I can’t imagine a better program to destroy science.
The people who wrote The NAS Report are professional academics specializing in sexual harassment. They not only mangled the literature, they applied it to a malign end.
They could not have exhibited greater incompetence.
A dire warning: Readers here may or may not be aware of the “Walkaway Movement.” Whether or not, you should know it generated a number of remarkable youtube videos.
A woman who moved away from Feminist ideology and found her way to free thought posted a 15:12 video.
She talks about her disenchantment with Feminism and its misandry, and her realization that hiring for equity is bigotry. She speaks from direct experience of the Humanities academy.

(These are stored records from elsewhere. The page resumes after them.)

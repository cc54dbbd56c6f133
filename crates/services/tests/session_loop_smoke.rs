use std::sync::Arc;

use practice_core::model::{Level, Question, QuestionId, TestId, TestKind, Topic};
use practice_core::time::fixed_now;
use services::{
    AdvanceOutcome, Clock, HistoryService, Lifecycle, PracticeLoopService, SharedSession,
    TickOutcome,
};
use storage::{InMemoryRepository, Storage, TestBundle};

fn seeded_repo(level: Level, n: u64) -> InMemoryRepository {
    let repo = InMemoryRepository::new();
    let questions = (1..=n)
        .map(|id| {
            Question::listening(
                QuestionId::new(id),
                format!("Listen {id}"),
                vec!["一".into(), "二".into(), "三".into()],
                "3",
            )
            .with_translation(format!("Question {id}"))
        })
        .collect();
    repo.upsert_bundle(TestBundle::new(
        TestKind::Listening,
        Topic::new(TestId::new(1), "Smoke Test", level),
        questions,
    ))
    .unwrap();
    repo
}

#[tokio::test]
async fn session_loop_persists_completed_session() {
    let repo = seeded_repo(Level::Hsk1, 3);
    let storage = Storage::from_in_memory(repo.clone());
    let loop_svc = PracticeLoopService::from_storage(Clock::fixed(fixed_now()), &storage);

    let mut session = loop_svc
        .start_session(TestKind::Listening, TestId::new(1))
        .await
        .unwrap();

    let mut last = None;
    while session.lifecycle() == Lifecycle::Active {
        session.select_answer(2);
        last = Some(loop_svc.advance(&mut session).await.unwrap());
    }

    let last = last.expect("advanced at least once");
    assert_eq!(last.outcome, AdvanceOutcome::Completed);
    assert_eq!(session.scoring().tally().right, 3);

    let history = HistoryService::new(Clock::fixed(fixed_now()), Arc::new(repo));
    let items = history.list_recent(10).await.unwrap();
    assert_eq!(items.len(), 1);
    assert_eq!(Some(items[0].history_id), last.history_id);
    assert_eq!(items[0].percentage, 100);
}

#[tokio::test]
async fn timed_out_shared_session_is_finalized_once() {
    let repo = seeded_repo(Level::Hsk1, 2);
    let storage = Storage::from_in_memory(repo.clone());
    let loop_svc = PracticeLoopService::from_storage(Clock::fixed(fixed_now()), &storage);

    let engine = loop_svc
        .start_session(TestKind::Listening, TestId::new(1))
        .await
        .unwrap();
    let session = SharedSession::new(engine);
    session.with(|e| e.select_answer(2)).await;

    let mut expirations = 0;
    for _ in 0..1805 {
        if session.tick().await == TickOutcome::Expired {
            expirations += 1;
        }
        session
            .finalize_if_completed(storage.history.as_ref())
            .await
            .unwrap();
    }

    assert_eq!(expirations, 1);
    assert_eq!(repo.history_len().unwrap(), 1);

    let snap = session.snapshot().await;
    assert_eq!(snap.lifecycle, Lifecycle::Completed);
    let score = snap.final_score.expect("scored");
    assert_eq!((score.correct, score.wrong), (1, 1));
    assert_eq!(score.percentage, 50);
}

At 4:50 she gets to the intellectual and moral bankruptcy of Feminist and cultural studies theory, the aggressively anti-rational indoctrination agenda of the academic Humanities in general, and their consciously pejorative distortion of history.
At 15:12 she ends with, “Good luck sciences. They’re comin’ for ya. Pretty soon you’re not going to do studies on biological sex, because there is no such thing.”
I offer this: the NAS Report is the opening barrage of the academic Humanities in their conscious, deliberate, and malignant war to destroy science. They are an existential threat.
The Humanities have become the necrotizing fasciitis of academic integrity. The only cure for NF is early amputation.